#### [DIRECTIONS]
Report how many lines in the data below hold "strings", with no other words.

Recorded data
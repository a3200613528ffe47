//! Structured JSON columns of a campaign.
//!
//! These used to be free-form blobs. Each shape now has named fields and a
//! `version` so that readers can tell old rows from new ones if it evolves.

use sea_orm::FromJsonQueryResult;
use serde::{Deserialize, Serialize};
use utoipa::ToSchema;

/// Current shape version written by this crate.
pub const SHAPE_VERSION: u16 = 1;

fn shape_version() -> u16 {
    SHAPE_VERSION
}

/// Ordered list of strings stored as a JSON array (regions, image URLs).
#[derive(Clone, Debug, Default, PartialEq, Eq, Serialize, Deserialize, FromJsonQueryResult, ToSchema)]
pub struct StringList(pub Vec<String>);

impl StringList {
    /// Builds a list keeping the first occurrence of each non-blank entry.
    pub fn deduplicated<I, S>(items: I) -> Self
    where
        I: IntoIterator<Item = S>,
        S: Into<String>,
    {
        let mut out: Vec<String> = Vec::new();
        for item in items {
            let item = item.into().trim().to_string();
            if !item.is_empty() && !out.contains(&item) {
                out.push(item);
            }
        }
        Self(out)
    }

    pub fn contains(&self, value: &str) -> bool {
        self.0.iter().any(|v| v == value)
    }

    pub fn iter(&self) -> impl Iterator<Item = &String> {
        self.0.iter()
    }
}

/// Demographic targeting. Used for display and filtering only, never to
/// restrict who may apply.
#[derive(Clone, Debug, PartialEq, Eq, Serialize, Deserialize, FromJsonQueryResult, ToSchema)]
pub struct TargetDemographics {
    #[serde(default = "shape_version")]
    pub version: u16,
    #[serde(default)]
    pub age_groups: Vec<String>,
    #[serde(default)]
    pub income_levels: Vec<String>,
    /// Free text, e.g. "fitness, home cooking".
    #[serde(default)]
    pub interests: String,
}

impl Default for TargetDemographics {
    fn default() -> Self {
        Self {
            version: SHAPE_VERSION,
            age_groups: Vec::new(),
            income_levels: Vec::new(),
            interests: String::new(),
        }
    }
}

impl TargetDemographics {
    /// Drops blank and repeated age groups and income levels.
    pub fn normalized(self) -> Self {
        Self {
            version: SHAPE_VERSION,
            age_groups: StringList::deduplicated(self.age_groups).0,
            income_levels: StringList::deduplicated(self.income_levels).0,
            interests: self.interests.trim().to_string(),
        }
    }
}

/// Links to material sellers use when pitching the product.
#[derive(Clone, Debug, PartialEq, Eq, Serialize, Deserialize, FromJsonQueryResult, ToSchema)]
pub struct SalesMaterials {
    #[serde(default = "shape_version")]
    pub version: u16,
    pub brochures: Option<String>,
    pub videos: Option<String>,
    pub training_docs: Option<String>,
}

impl Default for SalesMaterials {
    fn default() -> Self {
        Self {
            version: SHAPE_VERSION,
            brochures: None,
            videos: None,
            training_docs: None,
        }
    }
}

impl SalesMaterials {
    /// Empty strings from a form mean "no link".
    pub fn normalized(self) -> Self {
        fn link(value: Option<String>) -> Option<String> {
            value
                .map(|v| v.trim().to_string())
                .filter(|v| !v.is_empty())
        }

        Self {
            version: SHAPE_VERSION,
            brochures: link(self.brochures),
            videos: link(self.videos),
            training_docs: link(self.training_docs),
        }
    }
}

#### [WRITTEN RESPONSE]
2